From the entries, copy each line that includes "symbologies".

----- RECORDS PROVIDED

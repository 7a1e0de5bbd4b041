use crate::SymbologyTag;

/// Number of data digits, check digit excluded, of the fixed-length numeric symbologies.
pub fn check_digit_base_len(tag: SymbologyTag) -> Option<usize> {
    match tag {
        SymbologyTag::Ean13 => Some(12),
        SymbologyTag::Ean8 => Some(7),
        SymbologyTag::Itf14 => Some(13),
        SymbologyTag::UpcA => Some(11),
        SymbologyTag::UpcE => Some(7),
        _ => None,
    }
}

/// Number system digit every UPC-E code must start with.
pub const UPCE_NUMBER_SYSTEM: char = '0';

/// Default UTF-8 byte ceiling of a QR code payload.
pub const DEFAULT_QR_CAPACITY: usize = 500;

/// Default UTF-8 byte ceiling of a PDF417 payload.
pub const DEFAULT_PDF417_CAPACITY: usize = 1024;

/// Default character ceiling of the variable-length linear symbologies (Code 39, Code 128, NW-7).
pub const DEFAULT_LINEAR_CAPACITY: usize = 80;

/// Application identifier of the GTIN field.
pub const GS1_AI_GTIN: &str = "01";
/// Application identifier of the expiration date field.
pub const GS1_AI_EXPIRY: &str = "17";
/// Application identifier of the batch or lot number field.
pub const GS1_AI_BATCH: &str = "10";

/// Printable ASCII characters outside the GS1 AI encodable character set 82.
pub const GS1_EXCLUDED: &str = " #$@[\\]^`{|}~";

/// GTIN-14 digits, check digit excluded.
pub const GTIN_BASE_LEN: usize = 13;
const GS1_EXPIRY_LEN: usize = 6;
const GS1_BATCH_MAX_LEN: usize = 20;

/// Length of a parenthesized AI segment carrying a value of `value_len` characters.
pub const fn gs1_segment_len(ai: &str, value_len: usize) -> usize {
    ai.len() + 2 + value_len
}

/// Default length budget of a GS1 DataMatrix payload: one complete GTIN, an expiration date and a maximal batch
/// number.
pub const DEFAULT_GS1_BUDGET: usize = gs1_segment_len(GS1_AI_GTIN, GTIN_BASE_LEN + 1)
    + gs1_segment_len(GS1_AI_EXPIRY, GS1_EXPIRY_LEN)
    + gs1_segment_len(GS1_AI_BATCH, GS1_BATCH_MAX_LEN);

/// Digits of the postal code leading a Japan Post customer barcode.
pub const JAPANPOST_POSTAL_CODE_LEN: usize = 7;

/// Character slots available for the postal code and the address display number.
pub const JAPANPOST_DATA_SLOTS: usize = 20;

/// Number of barcode character slots `c` occupies in a Japan Post customer barcode. Letters are written as a control
/// code followed by a digit.
pub fn japanpost_slots(c: char) -> usize {
    if c.is_ascii_uppercase() {
        2
    } else {
        1
    }
}

/// Start/stop characters of NW-7, accepted in either case.
pub const NW7_START_STOP: &str = "ABCDabcd";

/// Symbols allowed between the NW-7 start and stop characters, besides digits.
pub const NW7_SYMBOLS: &str = "-.$:/+";

/// Symbols encodable by Code 39, besides digits and uppercase letters.
pub const CODE39_SYMBOLS: &str = "-.$/+% ";

/// Value of the Code 128 start character selecting code set B.
pub const CODE128_START_B: u8 = 104;

/// Code 128 modulus.
pub const CODE128_MODULUS: u8 = 103;

/// Symbol value of `c` in Code 128 code set B, if encodable there.
/// # Example
/// ```
/// use bcval_core::standard;
/// assert_eq!(standard::code128_set_b_value(' '), Some(0));
/// assert_eq!(standard::code128_set_b_value('A'), Some(33));
/// assert_eq!(standard::code128_set_b_value('\n'), None);
/// ```
pub fn code128_set_b_value(c: char) -> Option<u8> {
    match c {
        ' '..='\u{7f}' => Some(c as u8 - b' '),
        _ => None,
    }
}
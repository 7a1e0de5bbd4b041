/// Color used when neither a color nor a fallback is given.
pub const DEFAULT_COLOR: &str = "000000";

/// Normalize a color for the rendering engine, which expects bare hex digits.
///
/// A single leading `#` is stripped from `primary`, or from `fallback` when `primary` is absent. Without either,
/// [DEFAULT_COLOR] is returned. The digits themselves are passed through unchecked.
/// # Example
/// ```
/// use bcval_render::normalize_color;
/// assert_eq!(normalize_color(Some("#ffffff"), None), "ffffff");
/// assert_eq!(normalize_color(None, Some("#eee")), "eee");
/// assert_eq!(normalize_color(None, None), "000000");
/// ```
pub fn normalize_color(primary: Option<&str>, fallback: Option<&str>) -> String {
    match primary.or(fallback) {
        Some(color) => color.strip_prefix('#').unwrap_or(color).to_owned(),
        None => DEFAULT_COLOR.to_owned(),
    }
}
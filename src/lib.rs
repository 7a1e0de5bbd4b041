//! # bcval
//!
//! Validation of barcode payloads before they reach a rendering engine.
//!
//! Each supported symbology has a rule describing the characters it can encode, the accepted payload sizes and,
//! where the format defines one, a check digit or a structured layout. [Validator] dispatches a payload to the rule
//! of its symbology and returns a verdict; [Validator::check] also reports why a payload was rejected.
//!
//! ```rust
//! use bcval::{SymbologyTag, Validator};
//!
//! let validator = Validator::new();
//! assert!(validator.validate(SymbologyTag::Ean13, "2822224229221"));
//! assert!(validator.validate(SymbologyTag::Gs1DataMatrix, "(01)12244668801011(17)250712(10)22322SSD3"));
//! assert!(!validator.validate(SymbologyTag::Code128, "ひらがな"));
//! ```
//!
//! Capacity ceilings of the free-form symbologies are configurable:
//!
//! ```rust
//! use bcval::{SymbologyTag, Validator};
//!
//! let validator = Validator::new().with_qr_capacity(16);
//! assert!(!validator.validate(SymbologyTag::QrCode, "https://www.google.com/"));
//! ```
//!
//! Validated payloads are turned into a [RenderRequest] carrying the engine identifier of the symbology and
//! normalized colors, and passed to an implementation of [Renderer].

pub use bcval_core::standard;
pub use bcval_core::{map_symbology_id_str, AsciiSet, Charset, SymbologyTable, SymbologyTag, UnknownSymbology};
pub use bcval_render::{normalize_color, render_validated, RenderError, RenderRequest, RenderRequestBuilder, Renderer};
pub use bcval_validate::{
    append_check_digit, validate, CheckDigit, CheckDigitError, Gs1Error, Gs1Parser, Gs1Payload, Limits, Mod10, Mod103,
    Rejection, SymbologyRule, Validator,
};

----------

▶ _TASK SOLUTION_
/// Number of data digits, check digit excluded, of the fixed-length numeric symbologies.
/// Default character ceiling of the variable-length linear symbologies (Code 39, Code 128, NW-7).
//! Capacity ceilings of the free-form symbologies are configurable:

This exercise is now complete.